Sulla forza mentale della squadra.
"Sicuramente dalle conoscenze di gioco siamo molto più avanti rispetto a un anno ad ora, questo è indubbio, questi ragazzi sono sempre stati con dei valori altissimi, mai avuto un mezzo problema con loro, polemiche o cospirazioni. Mai. Tutti, anche chi ha giocato meno, e questo aspetto è straordinario. Come si dice? Testa e cuore, due doti straordinarie di questo gruppo. Tutti i componenti della rosa più il portiere. Chi arriva in questo ambiente (Balerdi e de Roon, ndr) aggiungerà più forza".
Roma Forza 8. Si aspettava di vedere un Lecce così rinunciatario?

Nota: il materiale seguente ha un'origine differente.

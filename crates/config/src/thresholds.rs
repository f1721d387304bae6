#![forbid(unsafe_code)]

use crate::metric::MetricKind;
use serde::{Deserialize, Serialize};

#[derive(Debug, Clone, Copy, Serialize, Deserialize, PartialEq)]
#[serde(default)]
pub struct Thresholds {
    /// CPU usage in percent.
    pub cpu: f64,
    /// Memory usage in percent.
    pub memory: f64,
    /// Usage of the root filesystem in percent.
    pub disk: f64,
    /// CPU temperature in degrees Celsius.
    pub temperature: f64,
}

impl Default for Thresholds {
    fn default() -> Self {
        Self {
            cpu: 80.0,
            memory: 85.0,
            disk: 90.0,
            temperature: 75.0,
        }
    }
}

impl Thresholds {
    pub fn get(&self, kind: MetricKind) -> f64 {
        match kind {
            MetricKind::Cpu => self.cpu,
            MetricKind::Memory => self.memory,
            MetricKind::Disk => self.disk,
            MetricKind::Temperature => self.temperature,
        }
    }

    pub fn set(&mut self, kind: MetricKind, value: f64) {
        let slot = match kind {
            MetricKind::Cpu => &mut self.cpu,
            MetricKind::Memory => &mut self.memory,
            MetricKind::Disk => &mut self.disk,
            MetricKind::Temperature => &mut self.temperature,
        };
        *slot = value;
    }
}
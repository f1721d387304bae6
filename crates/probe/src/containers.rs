use crate::Error;
use crate::services::run;
use serde::Serialize;
use std::time::Duration;

const DOCKER_TIMEOUT: Duration = Duration::from_secs(5);
const PS_FORMAT: &str = "{{.Names}}|{{.Status}}|{{.ID}}";

#[derive(Debug, Clone, Serialize, PartialEq, Eq)]
pub struct Container {
    pub name: String,
    pub status: String,
    pub id: String,
}

/// Running containers as reported by `docker ps`.
pub async fn list_containers() -> Result<Vec<Container>, Error> {
    let output = run("docker", &["ps", "--format", PS_FORMAT], DOCKER_TIMEOUT).await?;
    if !output.status.success() {
        return Err(Error::CommandFailed {
            program: "docker",
            status: output.status,
            stderr: String::from_utf8_lossy(&output.stderr).trim().to_string(),
        });
    }
    Ok(parse_ps_output(&String::from_utf8_lossy(&output.stdout)))
}

/// Parse `docker ps` lines in [`PS_FORMAT`]; lines with fewer than three
/// fields are skipped.
fn parse_ps_output(stdout: &str) -> Vec<Container> {
    stdout
        .lines()
        .filter_map(|line| {
            let mut fields = line.split('|');
            let name = fields.next()?.trim();
            let status = fields.next()?.trim();
            let id = fields.next()?.trim();
            (!name.is_empty()).then(|| Container {
                name: name.to_string(),
                status: status.to_string(),
                id: id.to_string(),
            })
        })
        .collect()
}

#[cfg(test)]
mod tests {
    use super::*;
    use pretty_assertions::assert_eq;

    #[test]
    fn parses_ps_lines_and_skips_garbage() {
        let stdout = "web|Up 3 hours|a1b2c3\n\nbroken line\ndb|Up 2 days (healthy)|d4e5f6\n";
        assert_eq!(
            parse_ps_output(stdout),
            vec![
                Container {
                    name: "web".into(),
                    status: "Up 3 hours".into(),
                    id: "a1b2c3".into(),
                },
                Container {
                    name: "db".into(),
                    status: "Up 2 days (healthy)".into(),
                    id: "d4e5f6".into(),
                },
            ]
        );
    }
}
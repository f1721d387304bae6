#![forbid(unsafe_code)]

use crate::domain::{AlertRecord, AuditRecord, HistoryEntry};
use serde::{Deserialize, Serialize};

/// On-disk layout of the rolling store.
///
/// Unknown top-level keys are ignored on read; a missing collection reads
/// as empty.
#[derive(Debug, Clone, Default, PartialEq, Serialize, Deserialize)]
#[serde(default)]
pub struct StoreDocument {
    pub history: Vec<HistoryEntry>,
    pub alerts: Vec<AlertRecord>,
    pub audit_logs: Vec<AuditRecord>,
}

impl StoreDocument {
    pub fn decode(bytes: &[u8]) -> Result<Self, serde_json::Error> {
        serde_json::from_slice(bytes)
    }
}
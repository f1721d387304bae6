#![forbid(unsafe_code)]

mod records;
mod snapshot;
pub mod timestamp;

pub use config::MetricKind;
pub use records::{AlertRecord, AuditRecord, HistoryEntry, HistoryStats};
pub use snapshot::{HostDetails, NetworkCounters, Snapshot};
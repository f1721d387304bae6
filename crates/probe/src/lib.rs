mod containers;
mod error;
pub mod host;
mod services;
pub mod utils;

pub use containers::{Container, list_containers};
pub use error::Error;
pub use host::{CpuInfo, DiskUsage, HostProbe, MemoryUsage, ProcessUsage};
pub use services::{ServiceState, ServiceStatus, restart_service, service_status};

"Partita molto equilibrata, aveva lo stadio pieno. Più dei demeriti del Lecce, voglio sottolineare i meriti della mia squadra. Con qualche personalità e sicurezza, cercando linee di gioco consolidate e con la qualità con cui abbiamo fatto dei gol. Non era facile la gara di oggi".
Scudetto?
"Non faccio paragoni, sono contento di rendere felici i tifosi. Viviamo il momento, con queste prestazioni che portano gioia alla propria gente".
Sul campionato.
"Aspettiamo, dobbiamo conoscere gli avversari. Tocca capire il contesto, in questo momento tutti si stanno attrezzando prepotentemente, non solo l’Inter, il Como, il Milan e la Juve. Dobbiamo giocare sempre per il massimo. Bisognerà dobbiamo pernsare a noi, completare la nostra rosa, non possiamo sempre essere Dybala-Malen, due offensivi erano in panchina. Recupereremo Pellegrini e Rensch in settimana, oggi si è fermato Ndicka. Chi fa la Champions deve avere necessariamente una rosa molto corposa, questo è l'obiettivo e la proprietà ci sta mettendo l’impegno massimo, compatibilmente con quello che si può fare e speriamo di completarci. Champions e campionato, sono due maratone lunghe".
Arriveranno rinforzi?
"Me lo auguro, il ds e la proprietà stanno facendo il possibile, il massimo. Il tempo è poco. È un'anomalia fare sempre il mercato col campionato aperto, negli ultimi 3 giorni si affrettano tutti, ci sono i giochi d'artificio, una follia davvero. Non lo accetta nessuno, né media né diretti interessati e tifosi, nonostante questo ne continuo a parlare a vuoto. Tra stasera e domani tutto aperto….ma è da giugno che ne parliamo…".